─── Data
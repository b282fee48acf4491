//! Reading `state` tags out of XML documents.

use crate::{AttributeMap, DescriptorError, GenericNode, descriptor, vocabulary::*};
use anyhow::{Context, anyhow, bail};
use log::{error, info, trace};
use quick_xml::Reader;
use quick_xml::events::{BytesStart, Event};
use statedesc_core::StateDescriptor;
use std::io::BufRead;
use thiserror::Error;

/// Maximum nesting of tags inside a `state` tag.
const MAX_DEPTH: usize = 16;

/// The document could not be read.
#[derive(Error, Debug)]
pub enum ReaderError {
    /// A tag carries an attribute it does not accept.
    #[error("unknown or unexpected attribute key `{0}`")]
    UnknownAttrKey(String),
    /// A tag lacks an attribute it requires.
    #[error("missing required attribute `{0}`")]
    MissingAttr(String),
    /// An end tag does not close the innermost open tag.
    #[error("unknown or unexpected end tag `{0}`")]
    UnexpectedEndTag(String),
    /// The document ended with tags still open.
    #[error("open tags have not been closed")]
    UnclosedTags,
    /// A tag contains text where none is allowed.
    #[error("unexpected text content in tag `{0}`")]
    UnexpectedText(String),
    /// A tag with child tags also carries attributes.
    #[error("tag `{0}` has child tags and cannot carry attributes")]
    ListAttributes(String),
    /// Tags are nested too deeply inside a `state` tag.
    #[error("tag `{0}` is nested too deeply")]
    TooDeep(String),
    /// The document uses an XML feature that is not supported.
    #[error("{0} not supported")]
    Unsupported(&'static str),
}

/// The outcome of reading one `state` tag.
#[derive(Debug)]
pub struct ParsedState {
    /// Byte offset of the end of the `state` start tag in the document.
    pub offset: usize,
    /// The descriptor, or the reason the tag does not describe one.
    pub descriptor: Result<StateDescriptor, DescriptorError>,
}

fn tag_name<R>(reader: &Reader<R>, tag: &BytesStart<'_>) -> anyhow::Result<String> {
    Ok(reader.decoder().decode(tag.name().into_inner())?.into_owned())
}

fn all_attrs(tag: &BytesStart<'_>) -> anyhow::Result<AttributeMap> {
    let mut attrs = AttributeMap::new();
    for attr in tag.attributes() {
        let attr = attr?;
        let key = String::from_utf8(attr.key.into_inner().to_vec())?;
        let val = attr.unescape_value()?.into_owned();
        attrs.insert(key, val);
    }
    Ok(attrs)
}

/// Reads the attributes of `tag`, which must include all of `keys`
/// and may include any of `opt_keys`, but nothing else.
pub fn attrs(tag: &BytesStart<'_>, keys: &[&str], opt_keys: &[&str]) -> anyhow::Result<AttributeMap> {
    let attrs = all_attrs(tag)?;
    for key in attrs.keys() {
        if !keys.contains(&key.as_str()) && !opt_keys.contains(&key.as_str()) {
            error!(target: "parser", "found unknown attribute '{key}'");
            bail!(ReaderError::UnknownAttrKey(key.to_string()));
        }
    }
    for key in keys {
        if !attrs.contains_key(*key) {
            error!(target: "parser", "missing required attribute '{key}'");
            bail!(ReaderError::MissingAttr(key.to_string()));
        }
    }
    Ok(attrs)
}

/// Reads everything up to the end tag closing `parent`,
/// returning the child tags as generic nodes and the text content.
///
/// `depth` is the number of tags enclosing `parent` inside the `state` tag.
fn read_content<R: BufRead>(
    reader: &mut Reader<R>,
    parent: &str,
    depth: usize,
) -> anyhow::Result<(Vec<GenericNode>, String)> {
    let mut buf = Vec::new();
    let mut children = Vec::new();
    let mut text = String::new();
    loop {
        match reader
            .read_event_into(&mut buf)
            .context("failed reading event")?
        {
            Event::Start(tag) => {
                let name = tag_name(reader, &tag)?;
                trace!(target: "parser", "start tag '{name}'");
                if depth >= MAX_DEPTH {
                    error!(target: "parser", "tag '{name}' is nested too deeply");
                    bail!(ReaderError::TooDeep(name));
                }
                let attributes = all_attrs(&tag)?;
                let (nodes, content) = read_content(reader, &name, depth + 1)?;
                children.push(generic_node(name, attributes, nodes, content)?);
            }
            Event::Empty(tag) => {
                let name = tag_name(reader, &tag)?;
                trace!(target: "parser", "empty tag '{name}'");
                let attributes = all_attrs(&tag)?;
                children.push(GenericNode::leaf(name, attributes, ""));
            }
            Event::End(tag) => {
                let name = reader.decoder().decode(tag.name().into_inner())?;
                if name == parent {
                    trace!(target: "parser", "end tag '{name}'");
                    break;
                } else {
                    error!(target: "parser", "unknown or unexpected end tag '{name}'");
                    bail!(ReaderError::UnexpectedEndTag(name.into_owned()));
                }
            }
            Event::Text(t) => text.push_str(&t.unescape()?),
            Event::CData(c) => text.push_str(&reader.decoder().decode(&c)?),
            // Ignore comments
            Event::Comment(_) => continue,
            Event::Decl(_) => {
                error!(target: "parser", "XML declaration inside tag '{parent}'");
                bail!(ReaderError::Unsupported("nested XML declaration"));
            }
            Event::PI(_) => {
                error!(target: "parser", "Processing Instructions not supported");
                bail!(ReaderError::Unsupported("Processing Instructions"));
            }
            Event::DocType(_) => {
                error!(target: "parser", "DocType not supported");
                bail!(ReaderError::Unsupported("DocType"));
            }
            Event::Eof => {
                error!(target: "parser", "tag '{parent}' has not been closed");
                bail!(ReaderError::UnclosedTags);
            }
        }
        // if we don't keep a borrow elsewhere, we can clear the buffer to keep memory usage low
        buf.clear();
    }
    Ok((children, text))
}

fn generic_node(
    name: String,
    attributes: AttributeMap,
    children: Vec<GenericNode>,
    text: String,
) -> anyhow::Result<GenericNode> {
    if children.is_empty() {
        Ok(GenericNode::leaf(name, attributes, text.trim()))
    } else if !text.trim().is_empty() {
        error!(target: "parser", "tag '{name}' mixes text and child tags");
        Err(anyhow!(ReaderError::UnexpectedText(name)))
    } else if !attributes.is_empty() {
        error!(target: "parser", "tag '{name}' has child tags and attributes");
        Err(anyhow!(ReaderError::ListAttributes(name)))
    } else {
        Ok(GenericNode::list(name, children))
    }
}

fn parse_state<R: BufRead>(
    reader: &mut Reader<R>,
    tag: &BytesStart<'_>,
    has_content: bool,
) -> anyhow::Result<Result<StateDescriptor, DescriptorError>> {
    let attributes =
        attrs(tag, &[], &STATE_ATTRS).context("failed to parse 'state' tag attributes")?;
    let children = if has_content {
        let (children, text) = read_content(reader, TAG_STATE, 0)?;
        if !text.trim().is_empty() {
            error!(target: "parser", "text content not supported in '{TAG_STATE}'");
            bail!(ReaderError::UnexpectedText(TAG_STATE.to_string()));
        }
        children
    } else {
        Vec::new()
    };
    Ok(descriptor::parse(&attributes, &children))
}

/// Reads every `state` tag in the document, at any depth.
///
/// Tags other than `state` are only checked for being well-formed.
/// Fails if the document itself is malformed or a `state` tag carries unknown attributes,
/// while a `state` tag whose content is invalid only yields an error in its own [`ParsedState`].
pub fn parse<R: BufRead>(reader: &mut Reader<R>) -> anyhow::Result<Vec<ParsedState>> {
    info!(target: "parser", "begin parsing");
    let mut buf = Vec::new();
    let mut stack: Vec<String> = Vec::new();
    let mut states = Vec::new();
    loop {
        match reader
            .read_event_into(&mut buf)
            .context("failed reading event")?
        {
            Event::Start(tag) => {
                let name = tag_name(reader, &tag)?;
                trace!(target: "parser", "start tag '{name}'");
                if name == TAG_STATE {
                    let offset = reader.buffer_position() as usize;
                    let descriptor = parse_state(reader, &tag, true)?;
                    states.push(ParsedState { offset, descriptor });
                } else {
                    stack.push(name);
                }
            }
            Event::Empty(tag) => {
                let name = tag_name(reader, &tag)?;
                trace!(target: "parser", "empty tag '{name}'");
                if name == TAG_STATE {
                    let offset = reader.buffer_position() as usize;
                    let descriptor = parse_state(reader, &tag, false)?;
                    states.push(ParsedState { offset, descriptor });
                }
            }
            Event::End(tag) => {
                let name = reader.decoder().decode(tag.name().into_inner())?;
                if stack.pop().is_some_and(|open| open == name) {
                    trace!(target: "parser", "end tag '{name}'");
                } else {
                    error!(target: "parser", "unknown or unexpected end tag '{name}'");
                    bail!(ReaderError::UnexpectedEndTag(name.into_owned()));
                }
            }
            // Text outside of `state` tags belongs to other tags
            Event::Text(_) | Event::CData(_) => continue,
            // Ignore comments
            Event::Comment(_)
            // Ignore XML declaration
            | Event::Decl(_) => continue,
            Event::PI(_) => {
                error!(target: "parser", "Processing Instructions not supported");
                bail!(ReaderError::Unsupported("Processing Instructions"));
            }
            Event::DocType(_) => {
                error!(target: "parser", "DocType not supported");
                bail!(ReaderError::Unsupported("DocType"));
            }
            // exits the loop when reaching end of file
            Event::Eof => {
                info!(target: "parser", "parsing completed");
                break;
            }
        }
        buf.clear();
    }
    if stack.is_empty() {
        Ok(states)
    } else {
        error!(target: "parser", "unclosed tags {stack:?}");
        Err(anyhow!(ReaderError::UnclosedTags))
    }
}
//! HTTP surface: health, OTA, vision stub, device inventory
//!
//! Served on `server.http_port`, separate from the media WebSocket. The
//! inventory endpoints read the shared connection registry; nothing here
//! touches the per-connection pipelines.

use axum::{
    extract::{Json, State},
    response::IntoResponse,
    routing::{get, post},
    Router,
};
use serde_json::json;
use std::path::Path;
use std::sync::Arc;
use std::time::Instant;
use tower_http::cors::{Any, CorsLayer};
use tower_http::services::ServeDir;
use tower_http::trace::TraceLayer;
use tracing::info;

use crate::config::Config;
use crate::server::registry::ConnectionRegistry;

const VERSION: &str = env!("CARGO_PKG_VERSION");

#[derive(Clone)]
pub struct HttpState {
    pub config: Arc<Config>,
    pub registry: Arc<ConnectionRegistry>,
    pub started_at: Instant,
}

pub fn http_router(state: HttpState) -> Router {
    let cors = CorsLayer::new()
        .allow_origin(Any)
        .allow_methods(Any)
        .allow_headers(Any);

    Router::new()
        .route("/health", get(health_handler))
        .route("/xiaozhi/ota/", get(ota_get_handler).post(ota_post_handler))
        .route("/xiaozhi/vision/", post(vision_handler))
        .route("/api/devices", get(devices_handler))
        .route("/api/config", get(config_handler))
        .nest_service("/download", ServeDir::new("data/bin"))
        .layer(cors)
        .layer(TraceLayer::new_for_http())
        .with_state(state)
}

/// Best-effort LAN address for advertised URLs.
pub fn local_ip() -> String {
    std::net::UdpSocket::bind("0.0.0.0:0")
        .and_then(|socket| {
            socket.connect("8.8.8.8:80")?;
            socket.local_addr()
        })
        .map(|addr| addr.ip().to_string())
        .unwrap_or_else(|_| "127.0.0.1".to_string())
}

async fn health_handler(State(state): State<HttpState>) -> impl IntoResponse {
    Json(json!({
        "status": "ok",
        "timestamp": chrono::Utc::now().to_rfc3339(),
        "uptime": state.started_at.elapsed().as_secs_f64(),
    }))
}

async fn ota_get_handler(State(state): State<HttpState>) -> impl IntoResponse {
    let ip = local_ip();
    let port = state.config.server.port;
    let http_port = state.config.server.http_port;
    Json(json!({
        "version": VERSION,
        "websocketUrl": format!("ws://{}:{}", ip, port),
        "httpUrl": format!("http://{}:{}", ip, http_port),
        "firmwareUrl": format!("http://{}:{}/download/firmware.bin", ip, http_port),
        "description": "Voice dialog gateway",
    }))
}

async fn ota_post_handler(
    State(state): State<HttpState>,
    Json(body): Json<serde_json::Value>,
) -> impl IntoResponse {
    let device_id = body
        .get("deviceId")
        .and_then(|v| v.as_str())
        .unwrap_or("unknown");
    let current_version = body
        .get("version")
        .and_then(|v| v.as_str())
        .unwrap_or("unknown");
    info!("OTA request from device {}, version {}", device_id, current_version);

    let firmware = Path::new("data/bin/firmware.bin");
    let size = match std::fs::metadata(firmware) {
        Ok(metadata) => metadata.len(),
        Err(_) => {
            return Json(json!({
                "update": false,
                "message": "No firmware available",
            }));
        }
    };

    let ip = local_ip();
    let http_port = state.config.server.http_port;
    Json(json!({
        "update": true,
        "version": VERSION,
        "url": format!("http://{}:{}/download/firmware.bin", ip, http_port),
        "md5": "",
        "size": size,
    }))
}

async fn vision_handler() -> impl IntoResponse {
    // The upload contract is undefined; the VLLM provider is wired through
    // the factory but this surface stays a stub.
    Json(json!({
        "success": true,
        "message": "Vision analysis not yet implemented",
    }))
}

async fn devices_handler(State(state): State<HttpState>) -> impl IntoResponse {
    let devices = state.registry.devices().await;
    Json(json!({
        "total": devices.len(),
        "devices": devices
            .iter()
            .map(|d| json!({
                "clientId": d.client_id,
                "macAddress": d.mac_address,
                "deviceModel": d.device_model,
                "connectedAt": d.connected_at.to_rfc3339(),
                "lastActivity": d.last_activity.to_rfc3339(),
            }))
            .collect::<Vec<_>>(),
    }))
}

async fn config_handler(State(state): State<HttpState>) -> impl IntoResponse {
    let config = &state.config;
    Json(json!({
        "server": {
            "ip": config.server.ip,
            "port": config.server.port,
            "http_port": config.server.http_port,
        },
        "modules": {
            "ASR": config.selected_module.asr,
            "LLM": config.selected_module.llm,
            "TTS": config.selected_module.tts,
            "VAD": config.selected_module.vad,
            "VLLM": config.selected_module.vllm,
        },
    }))
}
//! Voxgate - Real-time voice dialog gateway
//!
//! A device streams Opus-encoded microphone audio over a WebSocket; the
//! gateway segments speech with a Silero VAD, drives a streaming
//! transcription upstream, pipes the transcript through a streaming chat
//! model and answers with synthesized audio, sentence by sentence:
//! - Frame codec + VAD with hysteresis and silence-based stop edges
//! - Provider-pluggable ASR/LLM/TTS/VLLM drivers picked from configuration
//! - Per-connection orchestrator with strict outbound framing order
//! - Device/session registry behind an HTTP inventory surface
//!
//! # Example
//!
//! ```ignore
//! use voxgate::config::Config;
//!
//! #[tokio::main]
//! async fn main() -> anyhow::Result<()> {
//!     let config = std::sync::Arc::new(Config::load()?);
//!     voxgate::server::start(config).await
//! }
//! ```

pub mod audio;
pub mod config;
pub mod error;
pub mod providers;
pub mod server;
pub mod text;

// Re-export commonly used types for convenience
pub use config::Config;
pub use error::GatewayError;
pub use server::registry::ConnectionRegistry;
pub use text::SentenceSplitter;
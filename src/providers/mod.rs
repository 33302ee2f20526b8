//! Provider capability traits and factories
//!
//! Each family (VAD/ASR/LLM/TTS/VLLM) is a capability trait; the factory
//! maps `selected_module.<FAMILY>` through the family's configuration map
//! to a constructor. Provider names are matched by prefix so deployment
//! variants like `doubao_stream` or `xunfei_stream` resolve without extra
//! wiring.

pub mod asr;
pub mod llm;
pub mod tts;
pub mod vad;
pub mod vllm;

use std::sync::Arc;

use serde::de::DeserializeOwned;

use crate::audio::vad::{VadEngine, VadTuning};
use crate::config::Config;
use crate::error::GatewayError;

use asr::iflytek::{IflytekAsr, IflytekAsrConfig};
use asr::volcano::{VolcanoAsr, VolcanoAsrConfig};
use asr::AsrProvider;
use llm::openai::{OpenAiChat, OpenAiChatConfig};
use llm::LlmProvider;
use tts::volcano::{VolcanoTts, VolcanoTtsConfig};
use tts::TtsProvider;
use vad::silero::{SileroConfig, SileroModel};
use vllm::openai::{OpenAiVision, OpenAiVisionConfig};
use vllm::VllmProvider;

pub struct ProviderFactory {
    config: Arc<Config>,
}

impl ProviderFactory {
    pub fn new(config: Arc<Config>) -> Self {
        Self { config }
    }

    /// Build a fresh VAD engine (model + state machine) for one connection.
    pub fn build_vad(&self) -> Result<VadEngine, GatewayError> {
        let (name, settings) = self.active("VAD")?;
        if !name.starts_with("silero") {
            return Err(unknown_provider("VAD", name));
        }
        let config: SileroConfig = parse_settings(name, settings)?;
        let tuning = VadTuning {
            threshold: config.threshold,
            threshold_low: config.threshold_low,
            silence_ms: config.min_silence_duration_ms,
        };
        let model = SileroModel::new(&config)?;
        Ok(VadEngine::new(Box::new(model), tuning))
    }

    pub fn build_asr(&self) -> Result<Arc<dyn AsrProvider>, GatewayError> {
        let (name, settings) = self.active("ASR")?;
        if name.starts_with("volcano") || name.starts_with("doubao") {
            let config: VolcanoAsrConfig = parse_settings(name, settings)?;
            Ok(Arc::new(VolcanoAsr::new(config)))
        } else if name.starts_with("xunfei") || name.starts_with("iflytek") {
            let config: IflytekAsrConfig = parse_settings(name, settings)?;
            Ok(Arc::new(IflytekAsr::new(config)))
        } else {
            Err(unknown_provider("ASR", name))
        }
    }

    pub fn build_llm(&self) -> Result<Arc<dyn LlmProvider>, GatewayError> {
        let (name, settings) = self.active("LLM")?;
        if name.starts_with("qwen") || name.starts_with("openai") {
            let config: OpenAiChatConfig = parse_settings(name, settings)?;
            Ok(Arc::new(OpenAiChat::new(config)))
        } else {
            Err(unknown_provider("LLM", name))
        }
    }

    pub fn build_tts(&self) -> Result<Arc<dyn TtsProvider>, GatewayError> {
        let (name, settings) = self.active("TTS")?;
        if name.starts_with("huoshan") || name.starts_with("volcano") {
            let config: VolcanoTtsConfig = parse_settings(name, settings)?;
            Ok(Arc::new(VolcanoTts::new(config)))
        } else {
            Err(unknown_provider("TTS", name))
        }
    }

    pub fn build_vllm(&self) -> Result<Arc<dyn VllmProvider>, GatewayError> {
        let (name, settings) = self.active("VLLM")?;
        if name.starts_with("qwen") || name.starts_with("openai") {
            let config: OpenAiVisionConfig = parse_settings(name, settings)?;
            Ok(Arc::new(OpenAiVision::new(config)))
        } else {
            Err(unknown_provider("VLLM", name))
        }
    }

    fn active(&self, family: &str) -> Result<(&str, &serde_yaml::Value), GatewayError> {
        let config = &self.config;
        let (selected, map) = match family {
            "VAD" => (&config.selected_module.vad, &config.vad),
            "ASR" => (&config.selected_module.asr, &config.asr),
            "LLM" => (&config.selected_module.llm, &config.llm),
            "TTS" => (&config.selected_module.tts, &config.tts),
            "VLLM" => (&config.selected_module.vllm, &config.vllm),
            other => return Err(GatewayError::Config(format!("unknown family: {}", other))),
        };
        Config::active_provider(map, selected).ok_or_else(|| {
            GatewayError::Config(format!(
                "{} provider not configured (selected: {:?})",
                family, selected
            ))
        })
    }
}

fn parse_settings<T: DeserializeOwned>(
    name: &str,
    settings: &serde_yaml::Value,
) -> Result<T, GatewayError> {
    serde_yaml::from_value(settings.clone())
        .map_err(|e| GatewayError::Config(format!("invalid settings for {}: {}", name, e)))
}

fn unknown_provider(family: &str, name: &str) -> GatewayError {
    GatewayError::Config(format!("unknown {} provider: {}", family, name))
}

#[cfg(test)]
mod tests {
    use super::*;

    fn config_with(yaml: &str) -> Arc<Config> {
        Arc::new(serde_yaml::from_str(yaml).unwrap())
    }

    #[test]
    fn test_factory_resolves_selected_asr() {
        let config = config_with(concat!(
            "selected_module:\n  ASR: doubao_stream\n",
            "ASR:\n  doubao_stream:\n    appid: \"a\"\n    access_token: \"t\"\n",
        ));
        let factory = ProviderFactory::new(config);
        assert!(factory.build_asr().is_ok());
    }

    #[test]
    fn test_factory_rejects_unselected_family() {
        let factory = ProviderFactory::new(config_with("{}"));
        assert!(matches!(
            factory.build_llm(),
            Err(GatewayError::Config(_))
        ));
    }

    #[test]
    fn test_factory_rejects_unknown_provider_name() {
        let config = config_with(concat!(
            "selected_module:\n  TTS: espeak\n",
            "TTS:\n  espeak:\n    voice: en\n",
        ));
        let factory = ProviderFactory::new(config);
        assert!(matches!(
            factory.build_tts(),
            Err(GatewayError::Config(_))
        ));
    }

    #[test]
    fn test_factory_resolves_vllm() {
        let config = config_with(concat!(
            "selected_module:\n  VLLM: qwen_vl\n",
            "VLLM:\n  qwen_vl:\n    api_key: \"k\"\n",
        ));
        let factory = ProviderFactory::new(config);
        assert!(factory.build_vllm().is_ok());
    }

    #[test]
    fn test_factory_vad_requires_model_file() {
        let config = config_with(concat!(
            "selected_module:\n  VAD: silero\n",
            "VAD:\n  silero:\n    model_path: does/not/exist.onnx\n",
        ));
        let factory = ProviderFactory::new(config);
        assert!(matches!(
            factory.build_vad(),
            Err(GatewayError::Config(_))
        ));
    }

    #[test]
    fn test_factory_rejects_bad_settings() {
        let config = config_with(concat!(
            "selected_module:\n  LLM: qwen_flash\n",
            "LLM:\n  qwen_flash:\n    model: qwen-plus\n", // api_key missing
        ));
        let factory = ProviderFactory::new(config);
        assert!(matches!(
            factory.build_llm(),
            Err(GatewayError::Config(_))
        ));
    }
}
──────
Activity. Gather up every line in the data above that contains the word "cors", copying each one.

Written response.
use tower_http::cors::{Any, CorsLayer};
    let cors = CorsLayer::new()
        .layer(cors)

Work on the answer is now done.